A TCS spokesperson said the due process was followed. “Under Article 90 of the articles of association of the company, the majority shareholders of Tata Sons are vested with the power to nominate the chairman. Accordingly, it informed all the board directors that Hussain is being nominated as the chairman,” the spokesperson said.
Sumit Agrawal, partner, Suvan Law Advisors, said that under the Companies Act, where articles of association specifically and categorically provide a right to a major shareholder or group of shareholder to nominate a chairman, exercising that right effectively removes the incumbent with immediate effect till a regular “appointment” of someone else through a shareholder resolution is made.
“The concept of shareholders’ right in the modern corporate world denotes the shareholder’s supremacy in the governance of the business and the affairs of the corporate sector either directly or through their elected representatives,” said Agrawal.
These shareholders, he pointed out, have certain statutory rights which nobody can take away, except in accordance with prescribed norms under articles and provisions of the Companies Act.
That said, the process followed in TCS to nominate a new chairman needn’t necessarily be followed in other group companies. That’s because the method of appointment or removal of chairman is incorporated in the articles of association of a company. In Tata Motors, for instance, the right to appoint the chairman lies with the board and not Tata Sons.

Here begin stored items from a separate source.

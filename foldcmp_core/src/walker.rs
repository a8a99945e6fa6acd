use foldcmp_common::{AppConfig, FileEntry, FoldCmpError, RelativePath, Vfs};
use ignore::gitignore::{Gitignore, GitignoreBuilder};
use std::sync::atomic::{AtomicBool, Ordering};
use tracing::{debug, warn};

/// Result of one directional pass (source read against other)
#[derive(Debug, Clone, Default, PartialEq, Eq)]
pub struct WalkOutcome {
    /// Directories under source whose counterpart is absent under other
    pub missing_subtrees: Vec<RelativePath>,
    /// Files under source whose counterpart is absent under other
    pub missing_files: Vec<RelativePath>,
    /// File on one side, directory on the other. Collected on the canonical pass only.
    pub kind_conflicts: Vec<RelativePath>,
    /// Files present on both sides, `Some` only when collection was requested
    pub common_paths: Option<Vec<RelativePath>>,
}

impl WalkOutcome {
    pub fn missing_count(&self) -> usize {
        self.missing_subtrees.len() + self.missing_files.len()
    }
}

/// One-way depth-first tree diff.
///
/// A directory that is absent on the other side is recorded once and never
/// descended, so output and traversal cost stay proportional to the entries
/// that exist on both sides plus the pruned tops.
pub struct TreeDiffWalker {
    /// When unset, a symlinked directory on the source side is skipped outright.
    /// Nothing beneath it is reported missing or collected as common, so its
    /// files go unverified even when the other root has a real directory there.
    follow_symlinks: bool,
    ignore: Option<Gitignore>,
}

impl TreeDiffWalker {
    pub fn new(config: &AppConfig) -> Self {
        Self {
            follow_symlinks: config.follow_symlinks,
            ignore: Self::build_ignore(&config.ignore_patterns),
        }
    }

    /// Build a Gitignore from configured patterns
    fn build_ignore(patterns: &[String]) -> Option<Gitignore> {
        if patterns.is_empty() {
            return None;
        }

        let mut builder = GitignoreBuilder::new("");
        for pattern in patterns {
            if let Err(err) = builder.add_line(None, pattern) {
                warn!("Ignoring invalid pattern '{}': {}", pattern, err);
            }
        }

        match builder.build() {
            Ok(ignore) => {
                debug!("Built ignore matcher with {} patterns", patterns.len());
                Some(ignore)
            }
            Err(e) => {
                warn!("Failed to build ignore matcher: {}", e);
                None
            }
        }
    }

    /// Walk `source` from its root, probing `other` for every entry.
    ///
    /// Both roots must already be known to exist; failing to list the source
    /// root is the only traversal error returned.
    pub fn walk(
        &self,
        source: &dyn Vfs,
        other: &dyn Vfs,
        collect_common: bool,
        cancel: Option<&AtomicBool>,
    ) -> Result<WalkOutcome, FoldCmpError> {
        let mut outcome = WalkOutcome {
            common_paths: collect_common.then(Vec::new),
            ..Default::default()
        };

        let root_entries = source.read_dir(RelativePath::root().as_path())?;
        self.walk_entries(source, other, root_entries, &mut outcome, cancel)?;

        debug!(
            "Walk {} -> {}: {} missing subtrees, {} missing files",
            source.instance_id(),
            other.instance_id(),
            outcome.missing_subtrees.len(),
            outcome.missing_files.len()
        );
        Ok(outcome)
    }

    fn walk_entries(
        &self,
        source: &dyn Vfs,
        other: &dyn Vfs,
        entries: Vec<FileEntry>,
        outcome: &mut WalkOutcome,
        cancel: Option<&AtomicBool>,
    ) -> Result<(), FoldCmpError> {
        if cancel.map_or(false, |flag| flag.load(Ordering::Relaxed)) {
            return Err(FoldCmpError::Cancelled);
        }

        for entry in entries {
            let relative = RelativePath::from_path(&entry.path);
            if relative.is_root() || self.is_ignored(&relative, entry.is_dir) {
                continue;
            }

            if entry.is_dir {
                if entry.is_symlink && !self.follow_symlinks {
                    debug!("Skipping symlinked directory {}", relative);
                    continue;
                }
                self.visit_dir(source, other, relative, outcome, cancel)?;
            } else {
                self.visit_file(other, relative, outcome);
            }
        }

        Ok(())
    }

    fn visit_dir(
        &self,
        source: &dyn Vfs,
        other: &dyn Vfs,
        relative: RelativePath,
        outcome: &mut WalkOutcome,
        cancel: Option<&AtomicBool>,
    ) -> Result<(), FoldCmpError> {
        let native = relative.as_path().to_path_buf();

        match other.metadata(&native) {
            Ok(meta) if meta.is_dir => {}
            Ok(_) => {
                if outcome.common_paths.is_some() {
                    outcome.kind_conflicts.push(relative);
                }
                return Ok(());
            }
            Err(_) => {
                debug!("Directory absent on other side: {}", relative);
                outcome.missing_subtrees.push(relative);
                return Ok(());
            }
        }

        match source.read_dir(&native) {
            Ok(children) => self.walk_entries(source, other, children, outcome, cancel),
            Err(e) => {
                // Vanished between listing and descent, or unreadable
                warn!("Cannot read directory {}: {}", relative, e);
                outcome.missing_subtrees.push(relative);
                Ok(())
            }
        }
    }

    fn visit_file(&self, other: &dyn Vfs, relative: RelativePath, outcome: &mut WalkOutcome) {
        match other.metadata(relative.as_path()) {
            Ok(meta) if meta.is_dir => {
                if outcome.common_paths.is_some() {
                    outcome.kind_conflicts.push(relative);
                }
            }
            Ok(_) => {
                if let Some(common) = outcome.common_paths.as_mut() {
                    common.push(relative);
                }
            }
            Err(_) => {
                debug!("File absent on other side: {}", relative);
                outcome.missing_files.push(relative);
            }
        }
    }

    fn is_ignored(&self, relative: &RelativePath, is_dir: bool) -> bool {
        match self.ignore {
            Some(ref ignore) => ignore.matched(relative.as_path(), is_dir).is_ignore(),
            None => false,
        }
    }
}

For removing Mistry as a director, shareholder approval is needed and the request for an extraordinary general meeting in TCS by Tata Sons points to that.
Under the provisions of the Companies Act, anyone holding at least 10% of a company can call for a shareholders meeting and propose a special resolution to remove directors before the end of their tenure.
Amit Tandon, founder and managing director of Institutional Investor Advisory Services (IiAS), a proxy advisory firm, said that the latest move marks the beginning of Tata Sons moving shareholder resolutions to remove Mistry from the board of operating companies.
“In the case of TCS, as they have more than 70% stake, they are quite confident of pulling it through,” he said.
In other Tata group operating companies where Mistry is chairman, Tata Sons (plus other group companies that have cross-holdings) owns a 30-35% stake.
In Tata Chemicals, whose board met on Thursday, it has only a 29.98% ownership.
To pass a resolution supporting the removal of Mistry as director, the Tatas will need a 51% majority. Thus, the role of institutional shareholders, particularly Life Insurance Corp. of India, becomes important.
The state-owned insurer holds around 13% each in Tata Steel Ltd and Tata Power, and 10% in Tata Global Beverages Ltd.
“The vote of institutional investors will be decisive. Perhaps, this is a reason why Tata Sons has come out with a detailed statement today explaining its need to replace Mr. Mistry and also rejecting claims made by him in his letter to the Board of Tata Sons,” said a statement by InGovern Research Services Pvt. Ltd.
Hussain’s nomination comes on the heels of a snub the promoters faced on 4 November when independent directors unanimously backed Mistry’s board position at Indian Hotels, which owns the Taj group.
On Thursday, the independent directors of Tata Chemicals too backed Mistry.
Interestingly, Hussain, who is also on the board of Tata Sons, abstained from voting to remove Mistry as chairman of the holding company in its 24 October board meeting.